C’est actuellement sans doute le meilleur joueur de golf du monde, et pourtant comme n’importe quel amateur, en un coup de golf, il peut tout perdre.

Parions que Jordan Spieth surmontera cette déception, comme l’a fait avant lui Rory McIlroy qui au Masters également a connu le même genre de mésaventure en faisant un triple bogey sur le trou N°10 en 2011, lui enlevant toute chance de victoire et le laissant frustré et embarrassé.

Rory McIlroy a rebondi rapidement par la suite au Congressional. Jordan Spieth, avec son talent, retiendra cette leçon et saura l’utiliser à son avantage.

L’embarras de Jordan Spieth après ses deux échecs sur le 12, nous l’avons bien vu, mais ce que nous avons vu ensuite c’est le comportement d’un grand champion.

Il suffisait de voir son attitude pendant le reste de la journée, la plus dure qu'il n’ait jamais connu dans le golf, et devant des millions de personnes qui le regardaient.

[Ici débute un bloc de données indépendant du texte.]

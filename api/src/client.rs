//! Call execution.
//!
//! [`ApiClient::prepare`] validates a descriptor and builds its request;
//! [`ApiClient::execute`] performs it and always settles with exactly one
//! terminal [`ApiAction`]. Every way a call can go wrong is collapsed into a
//! [`Rejection`] and from there into the uniform failure shape.

use crate::casing::camelize_keys;
use crate::config::ApiConfig;
use crate::descriptor::{CallApi, QueryOptions};
use crate::error::ApiError;
use crate::lifecycle::{ActionTypes, ApiAction, Payload};
use crate::schema::{NormalizeError, Schema, normalize};
use crate::transport::{ApiRequest, ApiResponse, Transport, TransportError};
use reqwest::Url;
use serde_json::{Map, Value};
use std::sync::Arc;
use std::time::Instant;

/// Why a call failed
#[derive(Debug, Clone, PartialEq)]
pub enum Rejection {
    /// No response was obtained
    Transport(TransportError),
    /// The body was not JSON
    Malformed {
        /// Response status
        status: u16,
        /// Parser message
        reason: String,
    },
    /// Non-2xx status; the parsed body
    Server {
        /// Response status
        status: u16,
        /// Parsed JSON body, unrecased
        body: Value,
    },
    /// The body did not fit the schema
    Normalize(NormalizeError),
}

impl Rejection {
    /// Message for the failure action
    ///
    /// The server's non-empty string `error` field when there is one,
    /// `fallback` otherwise.
    #[must_use]
    pub fn message(&self, fallback: &str) -> String {
        match self {
            Self::Server { body, .. } => body
                .get("error")
                .and_then(Value::as_str)
                .filter(|message| !message.is_empty())
                .unwrap_or(fallback)
                .to_string(),
            Self::Transport(_) | Self::Malformed { .. } | Self::Normalize(_) => fallback.to_string(),
        }
    }

    const fn outcome_label(&self) -> &'static str {
        match self {
            Self::Transport(_) => "transport_error",
            Self::Malformed { .. } => "malformed",
            Self::Server { .. } => "server_error",
            Self::Normalize(_) => "normalize_error",
        }
    }
}

/// A validated descriptor, ready to run
#[derive(Debug, Clone)]
pub struct PreparedCall {
    /// Lifecycle tags
    pub types: ActionTypes,
    /// The request to send
    pub request: ApiRequest,
    /// Schema for the response
    pub schema: Option<Schema>,
    /// Copied onto the failure action
    pub suppress_error: bool,
    /// Copied onto every lifecycle action
    pub fields: Map<String, Value>,
}

impl PreparedCall {
    /// The loading action dispatched before the request is sent
    #[must_use]
    pub fn request_action(&self) -> ApiAction {
        ApiAction::request(&self.types, self.fields.clone())
    }
}

/// Runs calls against one API
#[derive(Clone)]
pub struct ApiClient {
    config: Arc<ApiConfig>,
    transport: Arc<dyn Transport>,
}

impl ApiClient {
    /// Client over `transport`
    #[must_use]
    pub fn new(config: ApiConfig, transport: Arc<dyn Transport>) -> Self {
        Self {
            config: Arc::new(config),
            transport,
        }
    }

    /// Active configuration
    #[must_use]
    pub fn config(&self) -> &ApiConfig {
        &self.config
    }

    /// Validate a descriptor against `state` and build its request
    ///
    /// The endpoint is resolved here, once.
    ///
    /// # Errors
    ///
    /// Returns [`ApiError`] for an empty or invalid action type, an empty
    /// endpoint, or a URL that does not parse.
    pub fn prepare<S>(&self, call: CallApi<S>, state: &S) -> Result<PreparedCall, ApiError> {
        let types = ActionTypes::derive(&call.action_type)?;

        let endpoint = call.endpoint.resolve(state);
        if endpoint.is_empty() {
            return Err(ApiError::EmptyEndpoint {
                action_type: call.action_type,
            });
        }

        let mut options = call.options;
        options.merge(QueryOptions::from_json(&call.json_options)?);
        let url = build_url(&self.config.base_url, &endpoint, &options)?;

        Ok(PreparedCall {
            types,
            request: ApiRequest::new(call.method, url, call.payload),
            schema: call.schema,
            suppress_error: call.suppress_error,
            fields: call.fields,
        })
    }

    /// Perform a prepared call and produce its terminal action
    ///
    /// Never fails: every rejection becomes a failure action.
    #[tracing::instrument(
        skip(self, call),
        fields(action_type = %call.types.request, method = %call.request.method, url = %call.request.url)
    )]
    pub async fn execute(&self, call: PreparedCall) -> ApiAction {
        let PreparedCall {
            types,
            request,
            schema,
            suppress_error,
            fields,
        } = call;

        metrics::counter!("api.requests.total", "method" => request.method.to_string()).increment(1);
        let start = Instant::now();

        let settled = self.settle(request, schema.as_ref()).await;
        metrics::histogram!("api.request.duration_seconds").record(start.elapsed().as_secs_f64());

        match settled {
            Ok(payload) => {
                tracing::debug!("API call succeeded");
                metrics::counter!("api.responses.total", "outcome" => "success").increment(1);
                ApiAction::success(&types, payload, fields)
            },
            Err(rejection) => {
                let error = rejection.message(&self.config.fallback_error);
                tracing::warn!(rejection = ?rejection, error = %error, "API call failed");
                metrics::counter!("api.responses.total", "outcome" => rejection.outcome_label()).increment(1);
                ApiAction::failure(&types, error, suppress_error, fields)
            },
        }
    }

    /// Send, parse, recase and normalize
    async fn settle(&self, request: ApiRequest, schema: Option<&Schema>) -> Result<Payload, Rejection> {
        let response = self.transport.send(request).await.map_err(Rejection::Transport)?;
        let body = parse_body(&response)?;

        if !response.is_success() {
            return Err(Rejection::Server {
                status: response.status.as_u16(),
                body,
            });
        }

        let recased = camelize_keys(&body);
        match schema {
            Some(schema) => normalize(&recased, schema)
                .map(Payload::Normalized)
                .map_err(Rejection::Normalize),
            None => Ok(Payload::Raw(recased)),
        }
    }
}

impl std::fmt::Debug for ApiClient {
    fn fmt(&self, f: &mut std::fmt::Formatter<'_>) -> std::fmt::Result {
        f.debug_struct("ApiClient")
            .field("config", &self.config)
            .finish_non_exhaustive()
    }
}

fn parse_body(response: &ApiResponse) -> Result<Value, Rejection> {
    serde_json::from_slice(&response.body).map_err(|e| {
        // The API must answer with JSON even on errors.
        tracing::error!(
            status = response.status.as_u16(),
            error = %e,
            "API returned a body that is not JSON"
        );
        Rejection::Malformed {
            status: response.status.as_u16(),
            reason: e.to_string(),
        }
    })
}

/// `base_url + endpoint`, plus the form-encoded query when `options` is non-empty
///
/// # Errors
///
/// Returns [`ApiError::InvalidUrl`] when the result is not an absolute URL.
pub fn build_url(base_url: &str, endpoint: &str, options: &QueryOptions) -> Result<Url, ApiError> {
    let raw = format!("{base_url}{endpoint}");
    let mut url = Url::parse(&raw).map_err(|e| ApiError::InvalidUrl {
        url: raw.clone(),
        reason: e.to_string(),
    })?;

    if !options.is_empty() {
        url.query_pairs_mut()
            .extend_pairs(options.iter().map(|(key, value)| (key, value.to_string())));
    }

    Ok(url)
}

Digne jusqu’au bout quand il a dû répondre aux questions des journalistes, alors que l’on voyait bien qu’il ne souhaitait qu’être ailleurs.

Le golf est un sport amusant, où la confiance prend des années à se construire et où de simples moments peuvent la briser.

Le golf a une étrange façon d'humaniser et d'exposer ses victimes.

Et ce dimanche de 2016 à Augusta a démontré une chose, Jordan Spieth, meilleur joueur du monde, est tout simplement humain.

Quant à nous golfeurs amateurs, quand nous ratons un coup qui peut engendrer cet embarras, il suffit de penser que les caméras de télévisions du monde entier ne sont pas braquées sur nous, et que nos partenaires du jour se fichent complètement de ce mauvais coup.